Miguel Uribe: la otra cara del espejo
Lo que más duele en esta historia es el contraste. Miguel Uribe, la víctima del ataque, es descrito como un joven noble, comprometido con su comunidad, amante del fútbol y con sueños de ser psicólogo. “Siempre decía que quería ayudar a otros jóvenes a salir del hueco”, comenta su madre, Martha Ramírez, entre lágrimas.
El día del ataque, Miguel estaba saliendo de una reunión con un grupo juvenil cuando fue interceptado. Algunos testigos dicen que el atacante lo conocía. Otros afirman que fue una agresión aleatoria, producto de una rabia sin rumbo.
La justicia de los menores en Colombia: ¿basta con pagar?
La frase del padre ha generado un fuerte debate en redes sociales. “Si tengo que pagar, pago”, dijo con resignación. ¿Pero de qué sirve “pagar” si el daño ya está hecho? ¿Alcanza la justicia cuando se trata de un menor? ¿Y qué tanto pesan los antecedentes de abandono institucional?
Según el Código de Infancia y Adolescencia colombiano, un menor de 15 años no puede recibir una pena privativa de la libertad en un centro penitenciario tradicional. Las sanciones, en la mayoría de los casos, son pedagógicas. Sin embargo, expertos en derecho juvenil coinciden en que el sistema está desbordado.
“Ni el Estado ni las familias tienen las herramientas para prevenir estos casos. Y cuando estalla la tragedia, todos se echan la culpa. Pero nadie asume responsabilidades reales”, explica la abogada Juliana Duarte, especialista en derechos del menor.

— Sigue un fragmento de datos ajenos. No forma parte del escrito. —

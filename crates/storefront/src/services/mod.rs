//! Business logic services for the storefront.
//!
//! # Services
//!
//! - `auth` - Accounts (register, login) with argon2 password hashes
//! - `catalog` - Category and product browsing, product creation
//! - `cart` - The per-user cart aggregate
//! - `checkout` - Cart to order conversion
//! - `orders` - Order retrieval
//!
//! Commerce services are generic over the store traits in [`store`] and take
//! the caller's identity explicitly as `&CurrentUser`.

pub mod auth;
pub mod cart;
pub mod catalog;
pub mod checkout;
pub mod error;
pub mod orders;
pub mod store;

#[cfg(test)]
pub(crate) mod memory;

pub use auth::{AuthError, AuthService, Registration};
pub use cart::CartService;
pub use catalog::CatalogService;
pub use checkout::{CheckoutInput, CheckoutService};
pub use error::CommerceError;
pub use orders::OrderService;
pub use store::{CartStore, CatalogStore, OrderStore};
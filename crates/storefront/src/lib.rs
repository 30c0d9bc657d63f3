//! Printloom Storefront library.
//!
//! This crate provides the storefront API as a library,
//! allowing it to be tested and reused.

#![cfg_attr(not(test), forbid(unsafe_code))]

pub mod config;
pub mod db;
pub mod error;
pub mod middleware;
pub mod models;
pub mod routes;
pub mod services;
pub mod state;
//! Authentication error types.

use thiserror::Error;

use crate::db::RepositoryError;

/// Errors that can occur during authentication operations.
#[derive(Debug, Error)]
pub enum AuthError {
    /// Invalid email format.
    #[error("invalid email: {0}")]
    InvalidEmail(#[from] printloom_core::EmailError),

    /// A registration field other than email or password is invalid.
    #[error("{0}")]
    InvalidField(String),

    /// Invalid credentials (wrong password or user not found).
    #[error("invalid email or password")]
    InvalidCredentials,

    /// User not found.
    #[error("user not found")]
    UserNotFound,

    /// User already exists.
    #[error("an account with this email already exists")]
    UserAlreadyExists,

    /// Password too weak or invalid.
    #[error("password validation failed: {0}")]
    WeakPassword(String),

    /// Repository/database error.
    #[error("database error: {0}")]
    Repository(#[from] RepositoryError),

    /// Password hashing error.
    #[error("password hashing error")]
    PasswordHash,
}
//! Storage traits the services are written against.
//!
//! `PgStore` implements them over Postgres; tests use an in-memory store.

use std::future::Future;

use printloom_core::{
    CartId, CartItemId, CategoryId, CustomizationSet, OrderId, ProductId, UserId,
};

use crate::db::RepositoryError;
use crate::models::{
    Cart, CartLine, Category, NewOrder, Order, OrderSummary, OwnedCartLine, Product, ProductDraft,
    ProductFilter,
};

/// Read and write access to categories and products.
pub trait CatalogStore: Send + Sync {
    fn categories(&self) -> impl Future<Output = Result<Vec<Category>, RepositoryError>> + Send;

    fn category(
        &self,
        id: CategoryId,
    ) -> impl Future<Output = Result<Option<Category>, RepositoryError>> + Send;

    fn product(
        &self,
        id: ProductId,
    ) -> impl Future<Output = Result<Option<Product>, RepositoryError>> + Send;

    fn product_by_slugs(
        &self,
        category_slug: &str,
        product_slug: &str,
    ) -> impl Future<Output = Result<Option<Product>, RepositoryError>> + Send;

    /// One page of matching products plus the total number of matches.
    fn search_products(
        &self,
        filter: &ProductFilter,
    ) -> impl Future<Output = Result<(Vec<Product>, u64), RepositoryError>> + Send;

    /// Fails with `RepositoryError::Conflict` if the slug is taken.
    fn insert_product(
        &self,
        draft: &ProductDraft,
    ) -> impl Future<Output = Result<Product, RepositoryError>> + Send;
}

/// Carts and cart items.
pub trait CartStore: Send + Sync {
    /// The user's cart, created on first use.
    fn ensure_cart(&self, user_id: UserId)
    -> impl Future<Output = Result<Cart, RepositoryError>> + Send;

    fn find_cart(
        &self,
        id: CartId,
    ) -> impl Future<Output = Result<Option<Cart>, RepositoryError>> + Send;

    /// Items of a cart with their products, oldest first.
    fn cart_lines(
        &self,
        cart_id: CartId,
    ) -> impl Future<Output = Result<Vec<CartLine>, RepositoryError>> + Send;

    fn find_line(
        &self,
        item_id: CartItemId,
    ) -> impl Future<Output = Result<Option<OwnedCartLine>, RepositoryError>> + Send;

    /// Insert an item, or add `quantity` to the item with the same product
    /// and customization set.
    ///
    /// Returns `None` and leaves the cart unchanged when the merged quantity
    /// would exceed `max_quantity`.
    fn add_or_merge_item(
        &self,
        cart_id: CartId,
        product_id: ProductId,
        quantity: u32,
        max_quantity: u32,
        customizations: &CustomizationSet,
    ) -> impl Future<Output = Result<Option<CartItemId>, RepositoryError>> + Send;

    /// Fails with `RepositoryError::NotFound` if the item is gone.
    fn set_item_quantity(
        &self,
        item_id: CartItemId,
        quantity: u32,
    ) -> impl Future<Output = Result<(), RepositoryError>> + Send;

    /// Returns whether an item was deleted.
    fn delete_item(
        &self,
        item_id: CartItemId,
    ) -> impl Future<Output = Result<bool, RepositoryError>> + Send;
}

/// Orders.
pub trait OrderStore: Send + Sync {
    /// Write the order and its items and delete the consumed cart items, all
    /// or nothing.
    ///
    /// Fails with `RepositoryError::Conflict` if the cart no longer holds
    /// exactly the items in `order`.
    fn place_order(
        &self,
        order: &NewOrder,
    ) -> impl Future<Output = Result<Order, RepositoryError>> + Send;

    fn find_order(
        &self,
        id: OrderId,
    ) -> impl Future<Output = Result<Option<Order>, RepositoryError>> + Send;

    /// Newest first.
    fn orders_for_user(
        &self,
        user_id: UserId,
    ) -> impl Future<Output = Result<Vec<OrderSummary>, RepositoryError>> + Send;
}
//! User domain types.

use chrono::{DateTime, Utc};
use serde::Serialize;

use printloom_core::{Email, UserId, UserRole};

/// A storefront account.
///
/// The password hash never leaves the repository.
#[derive(Debug, Clone, Serialize)]
#[serde(rename_all = "camelCase")]
pub struct User {
    pub id: UserId,
    pub email: Email,
    pub name: String,
    pub role: UserRole,
    pub created_at: DateTime<Utc>,
}
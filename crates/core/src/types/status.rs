//! Status and role enums.

use serde::{Deserialize, Serialize};

/// Lifecycle status of an order.
///
/// Every order starts as `Pending`. Later transitions are administrative and
/// happen outside the checkout flow.
#[derive(Debug, Clone, Copy, PartialEq, Eq, Hash, Serialize, Deserialize, Default)]
#[cfg_attr(feature = "postgres", derive(sqlx::Type))]
#[cfg_attr(
    feature = "postgres",
    sqlx(type_name = "order_status", rename_all = "UPPERCASE")
)]
#[serde(rename_all = "UPPERCASE")]
pub enum OrderStatus {
    #[default]
    Pending,
    Processing,
    Shipped,
    Delivered,
    Cancelled,
}

impl OrderStatus {
    /// Whether the order can no longer change.
    #[must_use]
    pub const fn is_final(self) -> bool {
        matches!(self, Self::Delivered | Self::Cancelled)
    }
}

impl std::fmt::Display for OrderStatus {
    fn fmt(&self, f: &mut std::fmt::Formatter<'_>) -> std::fmt::Result {
        let s = match self {
            Self::Pending => "PENDING",
            Self::Processing => "PROCESSING",
            Self::Shipped => "SHIPPED",
            Self::Delivered => "DELIVERED",
            Self::Cancelled => "CANCELLED",
        };
        f.write_str(s)
    }
}

/// Role of a storefront account.
#[derive(Debug, Clone, Copy, PartialEq, Eq, Hash, Serialize, Deserialize, Default)]
#[cfg_attr(feature = "postgres", derive(sqlx::Type))]
#[cfg_attr(
    feature = "postgres",
    sqlx(type_name = "user_role", rename_all = "UPPERCASE")
)]
#[serde(rename_all = "UPPERCASE")]
pub enum UserRole {
    /// Regular shopper.
    #[default]
    User,
    /// Store operator; may read every order and manage the catalog.
    Admin,
}

impl std::fmt::Display for UserRole {
    fn fmt(&self, f: &mut std::fmt::Formatter<'_>) -> std::fmt::Result {
        match self {
            Self::User => write!(f, "USER"),
            Self::Admin => write!(f, "ADMIN"),
        }
    }
}

impl std::str::FromStr for UserRole {
    type Err = String;

    fn from_str(s: &str) -> Result<Self, Self::Err> {
        match s.to_ascii_uppercase().as_str() {
            "USER" => Ok(Self::User),
            "ADMIN" => Ok(Self::Admin),
            _ => Err(format!("invalid user role: {s}")),
        }
    }
}
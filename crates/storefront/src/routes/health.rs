//! Liveness and readiness probes for the load balancer.

use axum::{extract::State, http::StatusCode};

use crate::state::AppState;

/// The process is up. Touches nothing else.
pub async fn health() -> &'static str {
    "ok"
}

/// The database answers; 503 otherwise.
pub async fn readiness(State(state): State<AppState>) -> StatusCode {
    match sqlx::query("SELECT 1").execute(state.pool()).await {
        Ok(_) => StatusCode::OK,
        Err(e) => {
            tracing::warn!(error = %e, "readiness check failed");
            StatusCode::SERVICE_UNAVAILABLE
        }
    }
}
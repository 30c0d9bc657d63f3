//! Order types.

use chrono::{DateTime, Utc};
use serde::Serialize;

use printloom_core::{
    CartId, CartItemId, CustomizationSet, OrderId, OrderItemId, OrderStatus, OrderTotals, Price,
    ProductId, ShippingInfo, UserId,
};

/// A placed order.
#[derive(Debug, Clone, PartialEq, Eq)]
pub struct Order {
    pub id: OrderId,
    pub user_id: UserId,
    pub status: OrderStatus,
    pub totals: OrderTotals,
    pub shipping_info: Option<ShippingInfo>,
    pub created_at: DateTime<Utc>,
    pub items: Vec<OrderItem>,
}

/// One line of a placed order. Prices are snapshots taken at checkout.
#[derive(Debug, Clone, PartialEq, Eq, Serialize)]
#[serde(rename_all = "camelCase")]
pub struct OrderItem {
    pub id: OrderItemId,
    pub product_id: ProductId,
    pub product_name: String,
    pub quantity: u32,
    pub price: Price,
    pub customizations: CustomizationSet,
}

/// Everything needed to write an order in one transaction.
#[derive(Debug, Clone)]
pub struct NewOrder {
    pub id: OrderId,
    pub user_id: UserId,
    pub cart_id: CartId,
    pub totals: OrderTotals,
    pub shipping_info: ShippingInfo,
    pub items: Vec<NewOrderItem>,
}

impl NewOrder {
    /// The cart items this order consumes, with the quantities that were priced.
    #[must_use]
    pub fn consumed_items(&self) -> Vec<(CartItemId, u32)> {
        let mut consumed: Vec<_> = self
            .items
            .iter()
            .map(|item| (item.cart_item_id, item.quantity))
            .collect();
        consumed.sort_unstable();
        consumed
    }
}

/// A priced cart line about to become an order item.
#[derive(Debug, Clone)]
pub struct NewOrderItem {
    pub id: OrderItemId,
    pub cart_item_id: CartItemId,
    pub product_id: ProductId,
    pub product_name: String,
    pub quantity: u32,
    pub price: Price,
    pub customizations: CustomizationSet,
}

/// Response to a successful checkout.
#[derive(Debug, Clone, PartialEq, Eq, Serialize)]
#[serde(rename_all = "camelCase")]
pub struct OrderReceipt {
    pub id: OrderId,
    pub status: OrderStatus,
    pub total: Price,
    pub created_at: DateTime<Utc>,
}

impl From<&Order> for OrderReceipt {
    fn from(order: &Order) -> Self {
        Self {
            id: order.id,
            status: order.status,
            total: order.totals.total,
            created_at: order.created_at,
        }
    }
}

/// An order as shown to its owner or an admin.
///
/// `shipping_info` is always present; orders without a snapshot show
/// "Not provided" in every field.
#[derive(Debug, Clone, PartialEq, Eq, Serialize)]
#[serde(rename_all = "camelCase")]
pub struct OrderView {
    pub id: OrderId,
    pub user_id: UserId,
    pub status: OrderStatus,
    pub subtotal: Price,
    pub tax: Price,
    pub shipping: Price,
    pub total: Price,
    pub created_at: DateTime<Utc>,
    pub items: Vec<OrderItem>,
    pub shipping_info: ShippingInfo,
}

impl From<Order> for OrderView {
    fn from(order: Order) -> Self {
        Self {
            id: order.id,
            user_id: order.user_id,
            status: order.status,
            subtotal: order.totals.subtotal,
            tax: order.totals.tax,
            shipping: order.totals.shipping,
            total: order.totals.total,
            created_at: order.created_at,
            items: order.items,
            shipping_info: order.shipping_info.unwrap_or_else(ShippingInfo::placeholder),
        }
    }
}

/// A row in the order history.
#[derive(Debug, Clone, PartialEq, Eq, Serialize)]
#[serde(rename_all = "camelCase")]
pub struct OrderSummary {
    pub id: OrderId,
    pub status: OrderStatus,
    pub total: Price,
    pub item_count: u32,
    pub created_at: DateTime<Utc>,
}
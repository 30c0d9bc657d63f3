//! Database migration command.
//!
//! # Usage
//!
//! ```bash
//! pl-cli migrate
//! ```
//!
//! # Environment Variables
//!
//! - `STOREFRONT_DATABASE_URL` (or `DATABASE_URL`) - `PostgreSQL` connection string
//!
//! Migration files live in `crates/storefront/migrations/` and are embedded
//! at compile time.

use super::{ConnectError, connect};

/// Errors that can occur while migrating.
#[derive(Debug, thiserror::Error)]
pub enum MigrationError {
    #[error(transparent)]
    Connect(#[from] ConnectError),

    #[error("Migration error: {0}")]
    Migration(#[from] sqlx::migrate::MigrateError),
}

/// Run storefront database migrations.
///
/// # Errors
///
/// Returns an error if the database is unreachable or a migration fails.
pub async fn storefront() -> Result<(), MigrationError> {
    let pool = connect().await?;

    tracing::info!("Running storefront migrations...");
    sqlx::migrate!("../storefront/migrations").run(&pool).await?;

    tracing::info!("Storefront migrations complete!");
    Ok(())
}
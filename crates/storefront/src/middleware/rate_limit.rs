//! Rate limiting middleware using governor and `tower_governor`.
//!
//! Provides rate limiters for different endpoint categories:
//! - `auth_rate_limiter`: Strict limits for login and registration (~10/min)
//! - `api_rate_limiter`: Relaxed limits for cart, checkout and catalog (~100/min)

use std::net::{IpAddr, SocketAddr};
use std::sync::Arc;

use axum::extract::ConnectInfo;
use axum::http::Request;
use governor::clock::QuantaInstant;
use governor::middleware::NoOpMiddleware;
use tower_governor::{GovernorError, GovernorLayer, governor::GovernorConfigBuilder};

/// Headers set by reverse proxies, most trusted first.
const CLIENT_IP_HEADERS: [&str; 3] = ["cf-connecting-ip", "x-real-ip", "fly-client-ip"];

/// Key extractor that prefers proxy-supplied client IPs and falls back to the
/// socket peer address.
#[derive(Clone, Copy)]
pub struct ClientIpKeyExtractor;

impl tower_governor::key_extractor::KeyExtractor for ClientIpKeyExtractor {
    type Key = IpAddr;

    fn extract<T>(&self, req: &Request<T>) -> Result<Self::Key, GovernorError> {
        let headers = req.headers();
        let header_ip = |name: &str| {
            headers
                .get(name)
                .and_then(|v| v.to_str().ok())
                .and_then(|s| s.trim().parse::<IpAddr>().ok())
        };

        if let Some(ip) = header_ip(CLIENT_IP_HEADERS[0]) {
            return Ok(ip);
        }

        // X-Forwarded-For: first IP in the chain
        if let Some(ip) = headers
            .get("x-forwarded-for")
            .and_then(|v| v.to_str().ok())
            .and_then(|s| s.split(',').next())
            .and_then(|s| s.trim().parse::<IpAddr>().ok())
        {
            return Ok(ip);
        }

        if let Some(ip) = CLIENT_IP_HEADERS[1..].iter().find_map(|name| header_ip(name)) {
            return Ok(ip);
        }

        req.extensions()
            .get::<ConnectInfo<SocketAddr>>()
            .map(|ConnectInfo(addr)| addr.ip())
            .ok_or(GovernorError::UnableToExtractKey)
    }
}

/// Rate limiter layer type for Axum.
pub type RateLimiterLayer =
    GovernorLayer<ClientIpKeyExtractor, NoOpMiddleware<QuantaInstant>, axum::body::Body>;

/// Build a limiter that replenishes one token every `seconds_per_token` and
/// allows bursts of `burst`.
///
/// # Panics
///
/// Panics if either argument is zero. Callers in this module pass constants.
fn limiter(seconds_per_token: u64, burst: u32) -> RateLimiterLayer {
    let config = GovernorConfigBuilder::default()
        .key_extractor(ClientIpKeyExtractor)
        .per_second(seconds_per_token)
        .burst_size(burst)
        .finish()
        .expect("rate limiter config with non-zero period and burst is valid");
    GovernorLayer::new(Arc::new(config))
}

/// Rate limiter for auth endpoints: ~10 requests per minute per IP, burst of 5.
#[must_use]
pub fn auth_rate_limiter() -> RateLimiterLayer {
    limiter(6, 5)
}

/// Rate limiter for the JSON API: ~60 requests per minute sustained per IP,
/// burst of 50.
#[must_use]
pub fn api_rate_limiter() -> RateLimiterLayer {
    limiter(1, 50)
}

Un país que no escucha hasta que hay sangre
Este caso ha puesto sobre la mesa un tema urgente: la salud mental de los adolescentes y la falta de redes efectivas de contención. Psicólogos escolares denuncian que por cada 300 estudiantes hay un solo profesional de salud mental, y muchos trabajan por contrato, sin estabilidad ni recursos.
“Se nos va la vida llenando planillas, no atendiendo niños”, dice un orientador de un colegio público en Suba. “Y cuando uno quiere derivar un caso al sistema de salud, le dan cita para dentro de tres meses. Ya para ese momento, puede ser tarde”.
¿Y ahora qué?
Miguel sigue hospitalizado, luchando por su vida. Su familia pide justicia, pero también un cambio estructural. El padre del agresor, por su parte, solo pide que no lo juzguen a él sin antes ver el contexto.
“No soy perfecto. Cometí errores. Pero no fui indiferente. Pedí ayuda y nadie escuchó. Mi hijo falló, sí, pero también lo abandonaron antes de que disparara ese arma”, concluyó con la voz quebrada.
El caso de Miguel y su agresor nos deja una pregunta tan brutal como necesaria: ¿cuántos jóvenes más tienen que caer —como víctimas o victimarios— antes de que el país escuche los gritos que no suenan en los disparos, sino en los silencios que los preceden?